O edital foi publicado em 22 de agosto, no valor de R$ 42.089,02. Na última sexta-feira, as empresas interessadas apresentaram suas propostas. A vencedora se propôs a fornecer as frutas por R$ 30.156,94. O contrato deverá ser assinado nos próximos dias.

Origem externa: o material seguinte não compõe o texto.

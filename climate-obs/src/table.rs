//! Generic tables for the pre-computed monthly datasets.
//!
//! Both monthly files are displayed as-is, so they are kept as column lists
//! plus typed cells rather than mapped onto a fixed struct.

use crate::{
    error::{DatasetError, Result},
    record::{Record, Value},
};
use csv::{ReaderBuilder, WriterBuilder};
use serde::Serialize;
use std::fmt;

/// One table cell. Integers and floats are detected on load; everything else is text.
#[derive(Debug, Clone, PartialEq, Serialize)]
#[serde(untagged)]
pub enum Cell {
    Int(i64),
    Float(f64),
    Text(String),
}

impl Cell {
    /// Parse a raw CSV field into the narrowest cell type.
    pub fn parse(raw: &str) -> Cell {
        let raw = raw.trim();
        if let Ok(i) = raw.parse::<i64>() {
            Cell::Int(i)
        } else if let Ok(f) = raw.parse::<f64>() {
            Cell::Float(f)
        } else {
            Cell::Text(raw.to_string())
        }
    }

    pub fn as_value(&self) -> Value<'_> {
        match self {
            Cell::Int(i) => Value::Int(*i),
            Cell::Float(f) => Value::Float(*f),
            Cell::Text(s) => Value::Text(s),
        }
    }
}

impl fmt::Display for Cell {
    fn fmt(&self, f: &mut fmt::Formatter<'_>) -> fmt::Result {
        match self {
            Cell::Int(i) => write!(f, "{}", i),
            // integral floats keep their ".0", as they were written on load
            Cell::Float(x) if x.is_finite() && x.fract() == 0.0 => write!(f, "{:.1}", x),
            Cell::Float(x) => write!(f, "{}", x),
            Cell::Text(s) => f.write_str(s),
        }
    }
}

/// A loaded table: a header row plus rows of cells, all rows the header's width.
#[derive(Debug, Clone, PartialEq, Default)]
pub struct Table {
    columns: Vec<String>,
    rows: Vec<Vec<Cell>>,
}

impl Table {
    /// Parse a CSV string with a header row.
    pub fn from_csv(dataset: &'static str, csv_data: &str) -> Result<Table> {
        let mut rdr = ReaderBuilder::new()
            .has_headers(true)
            .from_reader(csv_data.as_bytes());

        let columns: Vec<String> = rdr.headers()?.iter().map(|h| h.trim().to_string()).collect();
        let mut rows = Vec::new();
        for result in rdr.records() {
            let record = result?;
            rows.push(record.iter().map(Cell::parse).collect::<Vec<Cell>>());
        }
        log::info!(
            "loaded table {} ({} columns, {} rows)",
            dataset,
            columns.len(),
            rows.len()
        );
        Ok(Table { columns, rows })
    }

    /// Build a table from parts. Every row must match the column count.
    pub fn new(columns: Vec<String>, rows: Vec<Vec<Cell>>) -> Result<Table> {
        if let Some(pos) = rows.iter().position(|r| r.len() != columns.len()) {
            return Err(DatasetError::Parse {
                dataset: "table",
                line: pos as u64 + 2,
                message: format!("expected {} cells, found {}", columns.len(), rows[pos].len()),
            });
        }
        Ok(Table { columns, rows })
    }

    pub fn columns(&self) -> &[String] {
        &self.columns
    }

    pub fn len(&self) -> usize {
        self.rows.len()
    }

    pub fn is_empty(&self) -> bool {
        self.rows.is_empty()
    }

    pub fn column_index(&self, name: &str) -> Option<usize> {
        self.columns.iter().position(|c| c == name)
    }

    /// Iterate rows as [`TableRow`] views.
    pub fn iter(&self) -> impl Iterator<Item = TableRow<'_>> {
        self.rows.iter().map(move |cells| TableRow { table: self, cells })
    }

    /// Serialize back to comma-separated text with a header row.
    pub fn to_csv(&self) -> Result<Vec<u8>> {
        let mut wtr = WriterBuilder::new().from_writer(Vec::new());
        wtr.write_record(&self.columns)?;
        for row in &self.rows {
            wtr.write_record(row.iter().map(|c| c.to_string()))?;
        }
        wtr.into_inner()
            .map_err(|e| DatasetError::Io(e.into_error()))
    }
}

/// A borrowed row of a [`Table`].
#[derive(Debug, Clone, Copy)]
pub struct TableRow<'a> {
    table: &'a Table,
    cells: &'a [Cell],
}

impl<'a> TableRow<'a> {
    pub fn get(&self, column: &str) -> Option<&'a Cell> {
        self.table.column_index(column).and_then(|i| self.cells.get(i))
    }

    /// (column, cell) pairs in column order.
    pub fn entries(&self) -> impl Iterator<Item = (&'a str, &'a Cell)> + 'a {
        self.table
            .columns
            .iter()
            .map(String::as_str)
            .zip(self.cells.iter())
    }
}

impl Record for TableRow<'_> {
    fn value(&self, field: &str) -> Option<Value<'_>> {
        self.get(field).map(Cell::as_value)
    }
}

#[cfg(test)]
mod tests {
    use super::*;

    const MONTHLY: &str = "month,month_num,city,avgtemp_c\n\
        Jan,1,Berlin,0.8\n\
        Jan,1,Madrid,6.3\n\
        Feb,2,Berlin,1.9\n";

    #[test]
    fn parses_header_and_typed_cells() {
        let table = Table::from_csv("monthly", MONTHLY).unwrap();
        assert_eq!(table.columns(), &["month", "month_num", "city", "avgtemp_c"]);
        assert_eq!(table.len(), 3);
        let first = table.iter().next().unwrap();
        assert_eq!(first.get("month"), Some(&Cell::Text("Jan".to_string())));
        assert_eq!(first.get("month_num"), Some(&Cell::Int(1)));
        assert_eq!(first.get("avgtemp_c"), Some(&Cell::Float(0.8)));
        assert_eq!(first.get("missing"), None);
    }

    #[test]
    fn rows_act_as_records() {
        let table = Table::from_csv("monthly", MONTHLY).unwrap();
        let row = table.iter().nth(1).unwrap();
        assert_eq!(row.value("city"), Some(Value::Text("Madrid")));
        assert_eq!(row.value("avgtemp_c").and_then(|v| v.as_f64()), Some(6.3));
    }

    #[test]
    fn writes_back_the_same_text() {
        let table = Table::from_csv("monthly", MONTHLY).unwrap();
        let bytes = table.to_csv().unwrap();
        assert_eq!(String::from_utf8(bytes).unwrap(), MONTHLY);
    }

    #[test]
    fn integral_floats_keep_their_decimal_point() {
        let csv = "month,month_num,city,avgtemp_c,maxtemp_c,mintemp_c\n\
            Jan,1,Paris,5.1,9.7,1.0\n\
            Feb,2,Paris,7.4,12.0,-3.0\n";
        let table = Table::from_csv("monthly", csv).unwrap();
        let first = table.iter().next().unwrap();
        assert_eq!(first.get("mintemp_c"), Some(&Cell::Float(1.0)));
        assert_eq!(String::from_utf8(table.to_csv().unwrap()).unwrap(), csv);
    }

    #[test]
    fn quotes_fields_that_need_it() {
        let table = Table::new(
            vec!["city".to_string(), "note".to_string()],
            vec![vec![Cell::Text("Tel Aviv-Yafo".to_string()), Cell::Text("warm, dry".to_string())]],
        )
        .unwrap();
        let text = String::from_utf8(table.to_csv().unwrap()).unwrap();
        assert_eq!(text, "city,note\nTel Aviv-Yafo,\"warm, dry\"\n");
    }

    #[test]
    fn rejects_ragged_rows() {
        let err = Table::new(vec!["a".to_string()], vec![vec![Cell::Int(1), Cell::Int(2)]]);
        assert!(matches!(err, Err(DatasetError::Parse { .. })));
    }

    #[test]
    fn entries_follow_column_order() {
        let table = Table::from_csv("monthly", MONTHLY).unwrap();
        let row = table.iter().next().unwrap();
        let names: Vec<&str> = row.entries().map(|(c, _)| c).collect();
        assert_eq!(names, vec!["month", "month_num", "city", "avgtemp_c"]);
    }
}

O edital apresenta uma lista com 27 variedades de frutas – entre elas, mil unidades de abacaxi pérola, 46 quilos de ameixa preta, 180 quilos de banana prata, 250 cajus, 2.500 cocos verdes, 30 quilos de figo, cem quilos de goiaba vermelha, 110 quilos de kiwi, 650 quilos de melancia de primeira qualidade, 540 quilos de melão, 93 quilos de morango, 40 quilos de nectarina e 110 caixas de pinha, cada uma com quatro unidades.

De acordo com os parâmetros da licitação, o valor mais caro seria o dos cocos, de R$ 7.075. Em seguida, vem 2 mil quilos de laranja lima de primeira qualidade, ao custo de R$ 6.960. Os abacaxis sairiam por R$ 5.650. Mas a empresa vencedora deverá reduzir esses valores.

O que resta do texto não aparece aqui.